(Stored records)
_ _ _ _
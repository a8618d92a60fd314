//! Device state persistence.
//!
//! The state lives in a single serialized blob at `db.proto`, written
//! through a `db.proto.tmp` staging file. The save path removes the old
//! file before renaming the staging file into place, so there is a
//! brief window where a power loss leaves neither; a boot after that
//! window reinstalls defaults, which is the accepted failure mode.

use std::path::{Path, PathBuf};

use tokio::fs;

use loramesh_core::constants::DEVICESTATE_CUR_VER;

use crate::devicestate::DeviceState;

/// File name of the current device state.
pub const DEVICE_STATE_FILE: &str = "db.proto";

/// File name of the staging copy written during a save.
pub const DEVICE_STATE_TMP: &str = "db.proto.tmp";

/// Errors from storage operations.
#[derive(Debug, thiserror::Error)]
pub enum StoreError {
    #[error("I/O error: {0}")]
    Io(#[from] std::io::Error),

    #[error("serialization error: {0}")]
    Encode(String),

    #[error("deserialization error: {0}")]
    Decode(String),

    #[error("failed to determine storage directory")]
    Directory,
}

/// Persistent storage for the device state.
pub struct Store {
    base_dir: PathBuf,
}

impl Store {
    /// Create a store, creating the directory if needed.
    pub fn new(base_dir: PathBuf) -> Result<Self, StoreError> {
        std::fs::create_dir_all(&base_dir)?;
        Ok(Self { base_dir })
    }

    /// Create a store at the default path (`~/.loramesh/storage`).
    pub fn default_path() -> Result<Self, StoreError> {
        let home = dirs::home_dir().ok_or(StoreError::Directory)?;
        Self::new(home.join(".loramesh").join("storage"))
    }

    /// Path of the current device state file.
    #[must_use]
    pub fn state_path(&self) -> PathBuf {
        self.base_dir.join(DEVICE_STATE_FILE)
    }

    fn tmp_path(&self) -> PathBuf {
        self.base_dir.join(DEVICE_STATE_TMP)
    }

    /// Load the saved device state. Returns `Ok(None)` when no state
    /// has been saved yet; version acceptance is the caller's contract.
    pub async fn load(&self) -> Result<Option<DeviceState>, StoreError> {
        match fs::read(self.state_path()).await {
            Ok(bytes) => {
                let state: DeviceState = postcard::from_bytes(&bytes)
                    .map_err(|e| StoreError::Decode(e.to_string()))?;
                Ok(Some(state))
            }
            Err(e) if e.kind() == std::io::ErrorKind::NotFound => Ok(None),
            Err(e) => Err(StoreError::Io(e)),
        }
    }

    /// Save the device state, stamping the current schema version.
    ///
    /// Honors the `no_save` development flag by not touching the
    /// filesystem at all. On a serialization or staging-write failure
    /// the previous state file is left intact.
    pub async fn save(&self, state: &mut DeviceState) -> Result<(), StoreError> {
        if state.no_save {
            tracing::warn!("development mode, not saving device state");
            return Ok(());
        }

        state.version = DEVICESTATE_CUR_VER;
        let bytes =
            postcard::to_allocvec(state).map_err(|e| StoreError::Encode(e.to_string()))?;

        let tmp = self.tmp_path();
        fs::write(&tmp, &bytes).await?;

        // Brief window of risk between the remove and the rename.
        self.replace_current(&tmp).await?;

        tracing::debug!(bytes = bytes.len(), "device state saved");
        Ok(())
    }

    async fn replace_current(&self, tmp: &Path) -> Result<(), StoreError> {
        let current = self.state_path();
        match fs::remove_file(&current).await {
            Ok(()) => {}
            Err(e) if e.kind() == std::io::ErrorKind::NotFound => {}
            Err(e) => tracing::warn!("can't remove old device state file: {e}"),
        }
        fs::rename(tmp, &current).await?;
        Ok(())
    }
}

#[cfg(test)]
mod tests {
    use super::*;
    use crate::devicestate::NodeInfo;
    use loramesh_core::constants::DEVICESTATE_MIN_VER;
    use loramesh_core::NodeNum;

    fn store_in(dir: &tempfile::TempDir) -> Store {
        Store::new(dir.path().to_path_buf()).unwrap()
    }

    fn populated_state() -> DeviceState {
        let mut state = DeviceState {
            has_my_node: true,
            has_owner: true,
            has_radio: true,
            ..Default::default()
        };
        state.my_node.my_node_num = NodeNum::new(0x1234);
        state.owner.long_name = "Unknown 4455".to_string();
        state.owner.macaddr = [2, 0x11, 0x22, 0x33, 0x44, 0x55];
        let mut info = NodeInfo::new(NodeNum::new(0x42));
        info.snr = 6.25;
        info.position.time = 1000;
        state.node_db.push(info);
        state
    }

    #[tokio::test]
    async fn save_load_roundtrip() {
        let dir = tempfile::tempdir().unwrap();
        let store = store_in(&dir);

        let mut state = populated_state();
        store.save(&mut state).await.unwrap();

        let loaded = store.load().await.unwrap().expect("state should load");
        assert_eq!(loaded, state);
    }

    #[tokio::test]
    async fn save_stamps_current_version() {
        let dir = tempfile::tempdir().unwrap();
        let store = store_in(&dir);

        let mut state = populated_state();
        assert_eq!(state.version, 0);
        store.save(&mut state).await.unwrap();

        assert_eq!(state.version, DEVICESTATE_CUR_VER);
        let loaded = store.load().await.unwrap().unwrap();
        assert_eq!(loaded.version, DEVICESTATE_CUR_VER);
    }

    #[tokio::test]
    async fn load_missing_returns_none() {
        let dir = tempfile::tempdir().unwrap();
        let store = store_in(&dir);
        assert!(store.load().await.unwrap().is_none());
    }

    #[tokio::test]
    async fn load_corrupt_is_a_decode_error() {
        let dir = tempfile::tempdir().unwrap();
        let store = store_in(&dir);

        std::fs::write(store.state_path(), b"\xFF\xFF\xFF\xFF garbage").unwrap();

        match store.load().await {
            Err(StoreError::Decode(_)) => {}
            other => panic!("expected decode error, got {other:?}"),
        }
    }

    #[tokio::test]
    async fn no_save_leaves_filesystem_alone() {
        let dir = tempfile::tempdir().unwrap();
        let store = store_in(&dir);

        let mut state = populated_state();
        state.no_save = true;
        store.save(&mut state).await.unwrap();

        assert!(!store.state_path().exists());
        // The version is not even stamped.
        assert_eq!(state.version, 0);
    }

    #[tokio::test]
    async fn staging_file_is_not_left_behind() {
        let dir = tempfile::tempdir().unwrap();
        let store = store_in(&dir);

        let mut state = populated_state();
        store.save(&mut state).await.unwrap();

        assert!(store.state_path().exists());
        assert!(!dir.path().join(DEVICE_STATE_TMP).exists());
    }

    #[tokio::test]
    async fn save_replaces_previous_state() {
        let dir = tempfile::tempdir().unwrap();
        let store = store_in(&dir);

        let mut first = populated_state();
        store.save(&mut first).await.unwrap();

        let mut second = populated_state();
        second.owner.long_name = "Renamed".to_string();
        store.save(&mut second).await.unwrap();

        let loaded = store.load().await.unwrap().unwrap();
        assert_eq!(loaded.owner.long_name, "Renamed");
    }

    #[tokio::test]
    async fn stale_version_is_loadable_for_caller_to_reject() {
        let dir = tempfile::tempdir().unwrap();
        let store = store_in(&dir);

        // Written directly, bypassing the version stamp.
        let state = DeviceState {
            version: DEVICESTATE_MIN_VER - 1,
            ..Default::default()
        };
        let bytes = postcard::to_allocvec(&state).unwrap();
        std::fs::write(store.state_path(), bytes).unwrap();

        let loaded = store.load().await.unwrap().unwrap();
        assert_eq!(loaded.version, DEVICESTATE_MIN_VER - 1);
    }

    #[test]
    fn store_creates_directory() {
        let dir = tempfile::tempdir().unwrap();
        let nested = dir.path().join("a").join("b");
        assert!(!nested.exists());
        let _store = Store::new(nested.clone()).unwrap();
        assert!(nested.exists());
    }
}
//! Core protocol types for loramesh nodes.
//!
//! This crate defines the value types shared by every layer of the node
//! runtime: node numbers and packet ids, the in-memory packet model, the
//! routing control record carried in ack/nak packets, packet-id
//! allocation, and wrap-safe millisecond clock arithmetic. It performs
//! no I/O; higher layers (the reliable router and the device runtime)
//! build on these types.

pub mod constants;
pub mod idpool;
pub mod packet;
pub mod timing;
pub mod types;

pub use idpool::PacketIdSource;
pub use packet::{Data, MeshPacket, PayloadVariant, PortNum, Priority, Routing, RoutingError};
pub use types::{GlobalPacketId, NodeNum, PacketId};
_ _ _ _
§ **Exercise**: Your answer should be each line of the data that contains the word "failure", copied as it stands.

§ **Exercise result**:
//! window reinstalls defaults, which is the accepted failure mode.
    /// filesystem at all. On a serialization or staging-write failure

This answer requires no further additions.